• MATERIAL FOR THE TASK:

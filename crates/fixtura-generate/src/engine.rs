use std::time::Instant;

use tracing::{debug, info};

use fixtura_core::EntityShape;

use crate::errors::GenerationError;
use crate::random::RandomSource;
use crate::rules::{RuleContext, RuleSet};

/// Runs a rule set once per entity of a batch.
#[derive(Debug)]
pub struct EntityGenerator<T> {
    rules: RuleSet<T>,
}

impl<T: EntityShape> EntityGenerator<T> {
    pub fn new(rules: RuleSet<T>) -> Self {
        Self { rules }
    }

    pub fn rules(&self) -> &RuleSet<T> {
        &self.rules
    }

    /// Generate `count` entities from a fresh source.
    ///
    /// `seeded` installs [`crate::DEFAULT_SEED`], so two seeded calls with the
    /// same rules return equal batches.
    pub fn generate(&self, count: i64, seeded: bool) -> Result<Vec<T>, GenerationError> {
        let mut source = RandomSource::for_mode(seeded);
        self.generate_with(count, &mut source)
    }

    /// Generate `count` entities drawing from `source`.
    ///
    /// A zero or negative count yields an empty batch. Ids run from 1 to
    /// `count`. The first failing rule or domain check aborts the batch.
    pub fn generate_with(
        &self,
        count: i64,
        source: &mut RandomSource,
    ) -> Result<Vec<T>, GenerationError> {
        if count <= 0 {
            debug!(shape = T::NAME, count, "empty batch requested");
            return Ok(Vec::new());
        }

        self.rules.validate()?;
        let total = u32::try_from(count).map_err(|_| GenerationError::CountTooLarge(count))?;

        let start = Instant::now();
        info!(
            shape = T::NAME,
            count = total,
            seeded = source.is_seeded(),
            strict = self.rules.is_strict(),
            "generation started"
        );

        let mut entities = Vec::with_capacity(total as usize);
        for id in 1..=total {
            entities.push(build_entity(&self.rules, source, id)?);
        }

        info!(
            shape = T::NAME,
            count = entities.len(),
            duration_ms = start.elapsed().as_millis() as u64,
            "generation completed"
        );
        Ok(entities)
    }

    /// First entity of a one-element batch.
    pub fn generate_one(&self, seeded: bool) -> Result<T, GenerationError> {
        let mut source = RandomSource::for_mode(seeded);
        self.rules.validate()?;
        build_entity(&self.rules, &mut source, 1)
    }
}

impl<T: EntityShape> From<RuleSet<T>> for EntityGenerator<T> {
    fn from(rules: RuleSet<T>) -> Self {
        Self::new(rules)
    }
}

/// Build one entity with identifier `id`.
///
/// Does not validate `rules`; callers run [`RuleSet::validate`] once per batch.
/// Shapes that own sub-entities call this from inside a rule so the owned
/// value draws from the same source.
pub fn build_entity<T: EntityShape>(
    rules: &RuleSet<T>,
    source: &mut RandomSource,
    id: u32,
) -> Result<T, GenerationError> {
    let mut entity = T::default();
    entity.set_id(id);

    let mut ctx = RuleContext::new(source, T::NAME, id);
    rules.evaluate(&mut ctx, &mut entity)?;

    entity
        .check()
        .map_err(|violation| GenerationError::RuleEvaluation {
            shape: T::NAME,
            field: violation.field,
            entity: id,
            message: violation.message,
        })?;
    Ok(entity)
}
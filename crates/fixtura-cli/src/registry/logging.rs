use std::fs::{OpenOptions, create_dir_all};
use std::io;
use std::path::Path;
use std::sync::Mutex;

use tracing_subscriber::EnvFilter;
use tracing_subscriber::fmt::time::UtcTime;
use tracing_subscriber::fmt::writer::BoxMakeWriter;
use tracing_subscriber::prelude::*;

use super::{RegistryError, RegistryResult};

/// Install JSON logging, to `path` when given and to stderr otherwise.
///
/// The level comes from `RUST_LOG` and defaults to `info`.
pub fn init_logging(path: Option<&Path>) -> RegistryResult<()> {
    let make_writer = match path {
        Some(path) => {
            if let Some(parent) = path.parent().filter(|p| !p.as_os_str().is_empty()) {
                create_dir_all(parent)?;
            }
            let file = OpenOptions::new().create(true).append(true).open(path)?;
            BoxMakeWriter::new(Mutex::new(file))
        }
        None => BoxMakeWriter::new(io::stderr),
    };

    let filter = EnvFilter::try_from_default_env().unwrap_or_else(|_| EnvFilter::new("info"));
    let layer = tracing_subscriber::fmt::layer()
        .json()
        .with_timer(UtcTime::rfc_3339())
        .with_writer(make_writer);

    tracing_subscriber::registry()
        .with(filter)
        .with(layer)
        .try_init()
        .map_err(|err| RegistryError::Logging(err.to_string()))?;

    Ok(())
}
use std::fs::File;
use std::io::{BufWriter, Write};
use std::path::Path;

use serde::Serialize;

use crate::errors::GenerationError;
use crate::linker::RelationshipLinker;
use crate::shapes::{catalog, person, user};

/// Indented JSON for any generated value.
pub fn to_json_pretty<T: Serialize + ?Sized>(value: &T) -> Result<String, GenerationError> {
    Ok(serde_json::to_string_pretty(value)?)
}

/// Write `value` as indented JSON to `path`, returning the bytes written.
pub fn write_json<T: Serialize + ?Sized>(path: &Path, value: &T) -> Result<u64, GenerationError> {
    let mut writer = CountingWriter::new(BufWriter::new(File::create(path)?));
    serde_json::to_writer_pretty(&mut writer, value)?;
    writer.write_all(b"\n")?;
    writer.flush()?;
    Ok(writer.bytes_written())
}

pub fn humans_as_json(count: i64, seeded: bool) -> Result<String, GenerationError> {
    to_json_pretty(&person::humans(count, seeded)?)
}

/// Products linked across the default number of categories.
///
/// Each product carries its `category_id` and `category_name`; the category
/// object itself is not embedded.
pub fn products_as_json(count: i64, seeded: bool) -> Result<String, GenerationError> {
    let catalog = RelationshipLinker::default().link(count, seeded)?;
    to_json_pretty(&catalog.linked_products())
}

pub fn categories_as_json(count: i64, seeded: bool) -> Result<String, GenerationError> {
    to_json_pretty(&catalog::categories(count, seeded)?)
}

pub fn users_as_json(count: i64, seeded: bool) -> Result<String, GenerationError> {
    to_json_pretty(&user::users(count, seeded)?)
}

struct CountingWriter<W: Write> {
    inner: W,
    bytes: u64,
}

impl<W: Write> CountingWriter<W> {
    fn new(inner: W) -> Self {
        Self { inner, bytes: 0 }
    }

    fn bytes_written(&self) -> u64 {
        self.bytes
    }
}

impl<W: Write> Write for CountingWriter<W> {
    fn write(&mut self, buf: &[u8]) -> std::io::Result<usize> {
        let size = self.inner.write(buf)?;
        self.bytes = self.bytes.saturating_add(size as u64);
        Ok(size)
    }

    fn flush(&mut self) -> std::io::Result<()> {
        self.inner.flush()
    }
}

• WHAT YOU HAVE TO DO: The expected output is exactly the lines of the listing above between the line holding "entities drawing from" and the line holding "for id in 1..=total", inclusive.

• THE COMPLETED TASK:
    /// Generate `count` entities drawing from `source`.
    ///
    /// A zero or negative count yields an empty batch. Ids run from 1 to
    /// `count`. The first failing rule or domain check aborts the batch.
    pub fn generate_with(
        &self,
        count: i64,
        source: &mut RandomSource,
    ) -> Result<Vec<T>, GenerationError> {
        if count <= 0 {
            debug!(shape = T::NAME, count, "empty batch requested");
            return Ok(Vec::new());
        }

        self.rules.validate()?;
        let total = u32::try_from(count).map_err(|_| GenerationError::CountTooLarge(count))?;

        let start = Instant::now();
        info!(
            shape = T::NAME,
            count = total,
            seeded = source.is_seeded(),
            strict = self.rules.is_strict(),
            "generation started"
        );

        let mut entities = Vec::with_capacity(total as usize);
        for id in 1..=total {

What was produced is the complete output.